我拎着那个用了三年的灰色帆布包走出写字楼大门的时候,正好是下午四点十三分。
八月的太阳还毒着,我站在台阶上眯了眯眼,觉得这光刺得人想流泪——当然不是因为被开除这件事本身,纯粹是紫外线太强。
身后自动门"嘀"地一声合上,把我跟那间坐了四年的工位彻底隔开了。
包里只有三样东西:一个掉了漆的保温杯,一盒没吃完的润喉糖,还有我工位抽屉里常年备着的一包纸巾。HR小周递给我离职证明和赔偿协议的时候,我顺手把帆布包也一起带走了。小周当时看了我一眼,欲言又止,最后只说了一句:"陈哥,你路上慢点。"
我慢不了。
不是赶时间,是这四年像被人从身后猛推了一把,我得往前走,停下来就会摔。
事情得从三个月前说起。
我叫陈屿,今年二十九,在这家叫"恒远文化"的传媒公司做了四年内容策划。公司说大不大,说小不小,两百来号人,主要接品牌方的全案策划和短视频运营。我刚进来的时候还是个毛头小子,跟着当时的创意总监老胡学了不少东西。老胡走了之后,我硬着头皮顶上去,带了个五人小组,算是半个中层。

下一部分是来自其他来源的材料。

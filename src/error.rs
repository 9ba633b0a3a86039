//! Unified application error model and mapping helpers.
//! One enum is shared by the HTTP handlers, the file-manager adapters and the
//! backend client layer, with a mapper to HTTP status codes and a JSON body
//! shape used by every error response.

use axum::http::StatusCode;
use axum::response::{IntoResponse, Response};
use axum::Json;
use serde::{Deserialize, Serialize};
use std::fmt::{Display, Formatter};

#[derive(Debug, Clone, Serialize, Deserialize)]
#[serde(tag = "type", rename_all = "snake_case")]
pub enum AppError {
    /// Client supplied an invalid or incomplete request.
    BadRequest { code: String, message: String },
    /// A remote entry does not exist. Benign on existence probes; a normal
    /// negative result at the boundary.
    NotFound { code: String, message: String },
    /// Route named a resource outside the closed backend set.
    UnknownResource { code: String, message: String },
    /// Body named an operation outside the closed operation set.
    UnknownOperation { code: String, message: String },
    /// Missing or invalid session.
    Auth { code: String, message: String },
    /// Any non-404 failure from a backend call. Always fatal, propagated
    /// unchanged to the caller.
    Backend { code: String, message: String },
    Internal { code: String, message: String },
}

impl AppError {
    pub fn code_str(&self) -> &str {
        match self {
            AppError::BadRequest { code, .. }
            | AppError::NotFound { code, .. }
            | AppError::UnknownResource { code, .. }
            | AppError::UnknownOperation { code, .. }
            | AppError::Auth { code, .. }
            | AppError::Backend { code, .. }
            | AppError::Internal { code, .. } => code.as_str(),
        }
    }

    pub fn message(&self) -> &str {
        match self {
            AppError::BadRequest { message, .. }
            | AppError::NotFound { message, .. }
            | AppError::UnknownResource { message, .. }
            | AppError::UnknownOperation { message, .. }
            | AppError::Auth { message, .. }
            | AppError::Backend { message, .. }
            | AppError::Internal { message, .. } => message.as_str(),
        }
    }

    pub fn bad_request<S: Into<String>>(code: S, msg: S) -> Self { AppError::BadRequest { code: code.into(), message: msg.into() } }
    pub fn not_found<S: Into<String>>(code: S, msg: S) -> Self { AppError::NotFound { code: code.into(), message: msg.into() } }
    pub fn unknown_resource(name: &str) -> Self {
        AppError::UnknownResource { code: "unknown_resource".into(), message: format!("unknown resource '{}'", name) }
    }
    pub fn unknown_operation(name: &str) -> Self {
        AppError::UnknownOperation { code: "unknown_operation".into(), message: format!("unknown operation '{}'", name) }
    }
    pub fn auth<S: Into<String>>(code: S, msg: S) -> Self { AppError::Auth { code: code.into(), message: msg.into() } }
    pub fn backend<S: Into<String>>(code: S, msg: S) -> Self { AppError::Backend { code: code.into(), message: msg.into() } }
    pub fn internal<S: Into<String>>(code: S, msg: S) -> Self { AppError::Internal { code: code.into(), message: msg.into() } }

    /// True for the benign absence case used by existence probes.
    pub fn is_not_found(&self) -> bool { matches!(self, AppError::NotFound { .. }) }

    /// Map to HTTP status code.
    pub fn http_status(&self) -> u16 {
        match self {
            AppError::BadRequest { .. } => 400,
            AppError::NotFound { .. } => 404,
            AppError::UnknownResource { .. } => 400,
            AppError::UnknownOperation { .. } => 400,
            AppError::Auth { .. } => 401,
            AppError::Backend { .. } => 502,
            AppError::Internal { .. } => 500,
        }
    }
}

impl Display for AppError {
    fn fmt(&self, f: &mut Formatter<'_>) -> std::fmt::Result {
        write!(f, "{}: {}", self.code_str(), self.message())
    }
}

impl std::error::Error for AppError {}

pub type AppResult<T> = Result<T, AppError>;

impl From<crate::clients::ClientError> for AppError {
    fn from(err: crate::clients::ClientError) -> Self {
        use crate::clients::ClientError;
        match err {
            ClientError::NotFound(what) => AppError::not_found("not_found".into(), what),
            ClientError::Http { status, message } => AppError::Backend {
                code: "backend_error".into(),
                message: format!("backend returned {}: {}", status, message),
            },
            ClientError::Transport(e) => AppError::Backend {
                code: "backend_unreachable".into(),
                message: e.to_string(),
            },
        }
    }
}

impl From<anyhow::Error> for AppError {
    fn from(err: anyhow::Error) -> Self {
        AppError::Internal { code: "internal".into(), message: err.to_string() }
    }
}

impl IntoResponse for AppError {
    fn into_response(self) -> Response {
        let status = StatusCode::from_u16(self.http_status()).unwrap_or(StatusCode::INTERNAL_SERVER_ERROR);
        let body = Json(serde_json::json!({
            "status": "error",
            "code": self.code_str(),
            "message": self.message(),
        }));
        (status, body).into_response()
    }
}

今年五月,公司接了个大活儿——给一家叫"锦和置业"的房地产公司做品牌焕新全案。锦和是本地老牌房企,体量不小,这单要是做好了,我们部门今年KPI直接超额完成。签合同那天,我们总监——也就是我当时的直属领导赵文斌——在会议室里拍着胸脯跟对方承诺:"三个月,我给你一个全新的锦和。"

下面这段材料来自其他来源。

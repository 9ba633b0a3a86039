//!
//! Public view adapter
//! -------------------
//! The public/shared storage view is a fixed-system facade over the same
//! gateway: every operation runs against the configured public system-id,
//! whatever system the caller named. Reads dominate; the mutating operations
//! exist for curation flows and inherit the gateway adapter's collision and
//! reindex policies unchanged.

use async_trait::async_trait;
use std::sync::Arc;

use crate::clients::{SearchIndex, StorageGateway};
use crate::error::AppResult;
use crate::fm::gateway::GatewayFileManager;
use crate::fm::{DownloadHandle, FileManager, FileResource, PermissionRecord, UploadedFile};
use crate::reindex::ReindexNotifier;

pub struct PublicFileManager {
    inner: GatewayFileManager,
    system: String,
}

impl PublicFileManager {
    pub fn new(
        gateway: Arc<dyn StorageGateway>,
        index: Arc<dyn SearchIndex>,
        notifier: ReindexNotifier,
        username: impl Into<String>,
        public_system: impl Into<String>,
    ) -> Self {
        let system = public_system.into();
        let inner = GatewayFileManager::new(gateway, index, notifier, username, system.clone());
        Self { inner, system }
    }
}

#[async_trait]
impl FileManager for PublicFileManager {
    fn backend_name(&self) -> &'static str {
        "public"
    }

    fn default_system(&self) -> &str {
        &self.system
    }

    async fn listing(&self, _system: &str, path: &str, offset: usize, limit: usize) -> AppResult<Vec<FileResource>> {
        self.inner.listing(&self.system, path, offset, limit).await
    }

    async fn upload(&self, _system: &str, path: &str, file: &UploadedFile) -> AppResult<FileResource> {
        self.inner.upload(&self.system, path, file).await
    }

    async fn download(&self, _system: &str, path: &str) -> AppResult<DownloadHandle> {
        self.inner.download(&self.system, path).await
    }

    async fn mkdir(&self, _system: &str, path: &str, dir_name: &str) -> AppResult<FileResource> {
        self.inner.mkdir(&self.system, path, dir_name).await
    }

    async fn copy(&self, _system: &str, path: &str, dest_path: Option<&str>, dest_name: Option<&str>) -> AppResult<FileResource> {
        self.inner.copy(&self.system, path, dest_path, dest_name).await
    }

    async fn move_to(&self, _system: &str, path: &str, dest_path: &str, dest_name: Option<&str>) -> AppResult<FileResource> {
        self.inner.move_to(&self.system, path, dest_path, dest_name).await
    }

    async fn rename(&self, _system: &str, path: &str, new_name: &str) -> AppResult<FileResource> {
        self.inner.rename(&self.system, path, new_name).await
    }

    async fn delete(&self, _system: &str, path: &str) -> AppResult<()> {
        self.inner.delete(&self.system, path).await
    }

    async fn trash(&self, _system: &str, path: &str, trash_path: &str) -> AppResult<FileResource> {
        self.inner.trash(&self.system, path, trash_path).await
    }

    async fn share(&self, _system: &str, path: &str, username: &str, permission: &str) -> AppResult<PermissionRecord> {
        self.inner.share(&self.system, path, username, permission).await
    }

    async fn list_permissions(&self, _system: &str, path: &str) -> AppResult<Vec<PermissionRecord>> {
        self.inner.list_permissions(&self.system, path).await
    }

    async fn import_data(&self, _system: &str, path: &str, from_system: &str, from_path: &str) -> AppResult<FileResource> {
        self.inner.import_data(&self.system, path, from_system, from_path).await
    }

    async fn search(&self, q: &str, offset: usize, limit: usize) -> AppResult<Vec<FileResource>> {
        self.inner.search(q, offset, limit).await
    }
}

赵文斌,四十出头,圆脸,微胖,头发永远梳得一丝不苟。他在恒远待了八年,从普通业务员做到现在的市场部总监,深谙一个道理:让上面看见比把事做好更重要。
而我犯的最大的错,就是以为把事做好就够了。
六月中旬,锦和那边对接的品牌总监换了人。新来的叫宋薇,三十出头,精干利落,据说是从上海一家4A公司跳过来的。她第一次来我们公司开碰头会,赵文斌带着我一起去。会上宋薇翻了我们做的初版方案,眉头就没松过。
"品牌定位这条线,"她用红笔在打印稿上画了一条线,"你们把锦和定义为'城市温度的构建者'——这个方向本身没问题,但落地的东西全是空话。社区营造怎么做?业主社群怎么运营?线下活动怎么跟品牌调性挂钩?这些你们方案里一个字没有。"
赵文斌当场表态:"宋总说得对,我们马上改,三天后给您一个完整版。"
散会后他转头跟我说:"小陈,你带人加加班,把宋总提的那几个点补进去。"
我看了他一眼:"赵总,宋总说的那些不是'补'的问题,是整套策略逻辑要重新搭。她要的不是我们往旧框架里塞新内容,是要我们换一个框架。"
赵文斌皱眉:"你什么意思?方案大方向是之前就跟锦和定好的,现在改框架,等于推翻重来。你知道锦和那边的决策链有多长吗?"
"所以问题就在这,"我说,"宋薇要的东西,跟之前定好的方向有根本冲突。要么我们跟她对齐,要么我们跟她老板对齐——不能两边都糊弄。"
赵文斌沉默了几秒,然后笑了笑:"小陈,你想多了。你先把她要的那几个板块做出来,我来处理上面的关系。"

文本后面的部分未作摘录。